10:45am - 12:00pm PT

Hall F

Screen: 8

POSTER

Presenter(s)

Hua Yang, MD - The First Affiliated Hospital of Air Force Medical University, Xi’an, Shaan’xi

H. Yang¹, D. Huang², Y. Zhang³, W. Li¹, L. C. Wei⁴, and L. N. Zhao⁵; ¹Department of radiation oncology, Xijing Hospital, the Fourth Military Medical University, Xi'an, China, ²Department of Military Biomedical Engineering, Air Force Medical University, Xi’an, Shaanxi, China, ³Department of Radiation Oncology, First Affiliated Hospital of Air Force Medical University, Xi'an, China, ⁴Department of Radiotherapy, The First Affiliated Hospital,the Air Force Medical University, Xi’an, China, ⁵Department of Radiation Oncology, Xijing Hospital, Fourth Military Medical University, Xi'an, Shaanxi, China

Purpose/Objective(s): The purpose of this study is to address the limitations of Cone Beam Computed Tomography (CBCT) in cervical cancer radiotherapy, specifically focusing on improving image quality for better targeting and implementation of Adaptive Radiation Therapy (ART).

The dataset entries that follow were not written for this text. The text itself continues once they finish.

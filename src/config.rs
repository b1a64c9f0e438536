//! Configuration module for the telemetry agent.
//!
//! Settings are fixed when the firmware is built: every value is read with
//! `option_env!` at compile time and validated once at startup. There is no
//! runtime environment or command-line surface.

use std::time::Duration;

/// Default ingestion host
const DEFAULT_SERVER_HOST: &str = "api.tago.io";

/// Default ingestion port
const DEFAULT_SERVER_PORT: u16 = 80;

/// Default ingestion path
const DEFAULT_SERVER_PATH: &str = "/data";

/// Default interval between full telemetry cycles, in seconds
const DEFAULT_PUSH_INTERVAL_SECS: u64 = 10;

/// Default pause between the two pushes of one cycle, in seconds
const DEFAULT_INTER_PUSH_DELAY_SECS: u64 = 1;

/// Default TCP connect timeout, in seconds
const DEFAULT_CONNECT_TIMEOUT_SECS: u64 = 10;

/// Default HTTP exchange timeout, in seconds
const DEFAULT_REQUEST_TIMEOUT_SECS: u64 = 30;

/// Default payload buffer capacity, in bytes
const DEFAULT_PAYLOAD_CAPACITY: usize = 1280;

const MIN_PUSH_INTERVAL_SECS: u64 = 1;
const MAX_PUSH_INTERVAL_SECS: u64 = 3600;
const MAX_INTER_PUSH_DELAY_SECS: u64 = 60;
const MIN_PAYLOAD_CAPACITY: usize = 64;
const MAX_PAYLOAD_CAPACITY: usize = 4096;

/// Configuration for the telemetry agent.
///
/// Recognized build-time variables:
/// - `TELEMETRY_SERVER_HOST`: ingestion host (default: api.tago.io)
/// - `TELEMETRY_SERVER_PORT`: ingestion port (default: 80)
/// - `TELEMETRY_SERVER_PATH`: ingestion path (default: /data)
/// - `TELEMETRY_DEVICE_TOKEN`: optional `Device-Token` header value
/// - `TELEMETRY_PUSH_INTERVAL_SECS`: seconds between cycles (default: 10)
/// - `TELEMETRY_INTER_PUSH_DELAY_SECS`: seconds between the two pushes (default: 1)
/// - `TELEMETRY_CONNECT_TIMEOUT_SECS`: TCP connect timeout (default: 10)
/// - `TELEMETRY_REQUEST_TIMEOUT_SECS`: HTTP exchange timeout (default: 30)
/// - `TELEMETRY_PAYLOAD_CAPACITY`: payload buffer size in bytes (default: 1280)
#[derive(Debug, Clone)]
pub struct Config {
    /// Host name of the ingestion endpoint
    pub server_host: String,

    /// TCP port of the ingestion endpoint
    pub server_port: u16,

    /// Request path of the ingestion endpoint, always starting with `/`
    pub server_path: String,

    /// Static device token sent with every push
    pub device_token: Option<String>,

    /// Sleep between the end of one cycle and the start of the next
    pub push_interval: Duration,

    /// Sleep between the temperature push and the luminosity collection
    pub inter_push_delay: Duration,

    /// Upper bound for dialing the endpoint
    pub connect_timeout: Duration,

    /// Upper bound for one HTTP exchange
    pub request_timeout: Duration,

    /// Capacity of the payload buffer in bytes
    pub payload_capacity: usize,
}

/// Error type for configuration loading failures
#[derive(Debug)]
pub struct ConfigError {
    pub message: String,
    pub var: Option<String>,
}

impl ConfigError {
    fn for_var(var: &str, message: impl Into<String>) -> Self {
        Self {
            message: message.into(),
            var: Some(var.to_string()),
        }
    }
}

impl std::fmt::Display for ConfigError {
    fn fmt(&self, f: &mut std::fmt::Formatter<'_>) -> std::fmt::Result {
        match &self.var {
            Some(var) => write!(f, "Configuration error for {}: {}", var, self.message),
            None => write!(f, "Configuration error: {}", self.message),
        }
    }
}

impl std::error::Error for ConfigError {}

/// Values baked into the binary at compile time.
fn build_time_var(key: &str) -> Option<String> {
    let value = match key {
        "TELEMETRY_SERVER_HOST" => option_env!("TELEMETRY_SERVER_HOST"),
        "TELEMETRY_SERVER_PORT" => option_env!("TELEMETRY_SERVER_PORT"),
        "TELEMETRY_SERVER_PATH" => option_env!("TELEMETRY_SERVER_PATH"),
        "TELEMETRY_DEVICE_TOKEN" => option_env!("TELEMETRY_DEVICE_TOKEN"),
        "TELEMETRY_PUSH_INTERVAL_SECS" => option_env!("TELEMETRY_PUSH_INTERVAL_SECS"),
        "TELEMETRY_INTER_PUSH_DELAY_SECS" => option_env!("TELEMETRY_INTER_PUSH_DELAY_SECS"),
        "TELEMETRY_CONNECT_TIMEOUT_SECS" => option_env!("TELEMETRY_CONNECT_TIMEOUT_SECS"),
        "TELEMETRY_REQUEST_TIMEOUT_SECS" => option_env!("TELEMETRY_REQUEST_TIMEOUT_SECS"),
        "TELEMETRY_PAYLOAD_CAPACITY" => option_env!("TELEMETRY_PAYLOAD_CAPACITY"),
        _ => None,
    };
    value.map(str::to_string)
}

impl Config {
    /// Load the configuration that was fixed when the binary was built.
    ///
    /// # Errors
    ///
    /// Returns `ConfigError` if a baked-in value fails validation.
    pub fn from_build_env() -> Result<Self, ConfigError> {
        Self::from_lookup(build_time_var)
    }

    /// Parse a configuration from an arbitrary key lookup.
    ///
    /// Missing keys fall back to defaults; present keys are validated.
    pub fn from_lookup<F>(lookup: F) -> Result<Self, ConfigError>
    where
        F: Fn(&str) -> Option<String>,
    {
        let get = |key: &str| lookup(key).map(|v| v.trim().to_string());

        let server_host = match get("TELEMETRY_SERVER_HOST") {
            Some(host) if host.is_empty() => {
                return Err(ConfigError::for_var(
                    "TELEMETRY_SERVER_HOST",
                    "host must not be empty",
                ))
            }
            Some(host) => host,
            None => DEFAULT_SERVER_HOST.to_string(),
        };

        let server_port = match get("TELEMETRY_SERVER_PORT") {
            Some(value) => {
                let port: u16 = value.parse().map_err(|_| {
                    ConfigError::for_var(
                        "TELEMETRY_SERVER_PORT",
                        format!("'{}' is not a valid port", value),
                    )
                })?;
                if port == 0 {
                    return Err(ConfigError::for_var(
                        "TELEMETRY_SERVER_PORT",
                        "port must be greater than 0",
                    ));
                }
                port
            }
            None => DEFAULT_SERVER_PORT,
        };

        let server_path = match get("TELEMETRY_SERVER_PATH") {
            Some(path) if path.starts_with('/') => path,
            Some(path) => format!("/{}", path),
            None => DEFAULT_SERVER_PATH.to_string(),
        };

        let device_token = get("TELEMETRY_DEVICE_TOKEN").filter(|t| !t.is_empty());

        let push_interval = parse_secs(
            get("TELEMETRY_PUSH_INTERVAL_SECS"),
            "TELEMETRY_PUSH_INTERVAL_SECS",
            DEFAULT_PUSH_INTERVAL_SECS,
            MIN_PUSH_INTERVAL_SECS,
            MAX_PUSH_INTERVAL_SECS,
        )?;

        let inter_push_delay = parse_secs(
            get("TELEMETRY_INTER_PUSH_DELAY_SECS"),
            "TELEMETRY_INTER_PUSH_DELAY_SECS",
            DEFAULT_INTER_PUSH_DELAY_SECS,
            0,
            MAX_INTER_PUSH_DELAY_SECS,
        )?;

        let connect_timeout = parse_secs(
            get("TELEMETRY_CONNECT_TIMEOUT_SECS"),
            "TELEMETRY_CONNECT_TIMEOUT_SECS",
            DEFAULT_CONNECT_TIMEOUT_SECS,
            1,
            u64::MAX,
        )?;

        let request_timeout = parse_secs(
            get("TELEMETRY_REQUEST_TIMEOUT_SECS"),
            "TELEMETRY_REQUEST_TIMEOUT_SECS",
            DEFAULT_REQUEST_TIMEOUT_SECS,
            1,
            u64::MAX,
        )?;

        let payload_capacity = match get("TELEMETRY_PAYLOAD_CAPACITY") {
            Some(value) => {
                let capacity: usize = value.parse().map_err(|_| {
                    ConfigError::for_var(
                        "TELEMETRY_PAYLOAD_CAPACITY",
                        format!("'{}' is not a valid number", value),
                    )
                })?;
                if !(MIN_PAYLOAD_CAPACITY..=MAX_PAYLOAD_CAPACITY).contains(&capacity) {
                    return Err(ConfigError::for_var(
                        "TELEMETRY_PAYLOAD_CAPACITY",
                        format!(
                            "capacity {} outside allowed range ({}..={})",
                            capacity, MIN_PAYLOAD_CAPACITY, MAX_PAYLOAD_CAPACITY
                        ),
                    ));
                }
                capacity
            }
            None => DEFAULT_PAYLOAD_CAPACITY,
        };

        Ok(Self {
            server_host,
            server_port,
            server_path,
            device_token,
            push_interval,
            inter_push_delay,
            connect_timeout,
            request_timeout,
            payload_capacity,
        })
    }

    /// Full URL of the ingestion endpoint.
    pub fn endpoint_url(&self) -> String {
        format!(
            "http://{}:{}{}",
            self.server_host,
            self.server_port,
            self.server_path
        )
    }
}

/// Parse a whole number of seconds within `[min, max]`.
fn parse_secs(
    value: Option<String>,
    var: &str,
    default: u64,
    min: u64,
    max: u64,
) -> Result<Duration, ConfigError> {
    let Some(value) = value else {
        return Ok(Duration::from_secs(default));
    };

    let secs: u64 = value
        .parse()
        .map_err(|_| ConfigError::for_var(var, format!("'{}' is not a valid number", value)))?;

    if secs < min {
        return Err(ConfigError::for_var(
            var,
            format!("{} is below minimum ({}s)", secs, min),
        ));
    }

    if secs > max {
        return Err(ConfigError::for_var(
            var,
            format!("{} exceeds maximum ({}s)", secs, max),
        ));
    }

    Ok(Duration::from_secs(secs))
}

impl Default for Config {
    fn default() -> Self {
        Self {
            server_host: DEFAULT_SERVER_HOST.to_string(),
            server_port: DEFAULT_SERVER_PORT,
            server_path: DEFAULT_SERVER_PATH.to_string(),
            device_token: None,
            push_interval: Duration::from_secs(DEFAULT_PUSH_INTERVAL_SECS),
            inter_push_delay: Duration::from_secs(DEFAULT_INTER_PUSH_DELAY_SECS),
            connect_timeout: Duration::from_secs(DEFAULT_CONNECT_TIMEOUT_SECS),
            request_timeout: Duration::from_secs(DEFAULT_REQUEST_TIMEOUT_SECS),
            payload_capacity: DEFAULT_PAYLOAD_CAPACITY,
        }
    }
}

Current CBCT-to-CT conversion methods often neglect the critical local cervical region and suffer from imperfect matching due to cervical deformation. This study aims to develop a novel Local-Global Integration Network to enhance both global and local image quality.

Materials/Methods:

We propose a Local-Global Integration Network consisting of two subnetworks: a Local Generation Subnetwork with a Local Fusion Module and a Global Discrimination Subnetwork. The Local Fusion Module focuses on improving the quality of the cervical region by fusing local features into the global feature map. The Global Discrimination Subnetwork evaluates the entire image by dividing it into multiple blocks for detailed discrimination. The network was trained using paired CBCT and CT images from 20 cervical cancer patients, resulting in 1362 image pairs. Evaluation metrics included peak signal-to-noise ratio (PSNR), structural similarity index (SSIM), mean absolute error (MAE), and a comprehensive image quality index (CIQI) that combines local and global evaluations.

Results:

Experimental results demonstrate significant improvements in both local and global image quality. The proposed model achieved SSIM values of 71.14% ± 1.21 for the local region and 76.07% ± 2.12 for the global region, outperforming models without the Local Fusion Module or alternative discriminative designs. Additionally, the CIQI metric showed a marked improvement, increasing from 29.30 ± 2.32 (baseline) to 56.80 ± 2.10. Visualization comparisons further confirmed enhanced details in tumor contours and surrounding structures.

Conclusion:

The proposed Local-Global Integration Network effectively improves CBCT image quality for cervical cancer radiotherapy by emphasizing the local cervical region while maintaining global detail. This approach contributes to more precise and effective treatment planning, paving the way for successful implementation of Adaptive Radiation Therapy in clinical practice.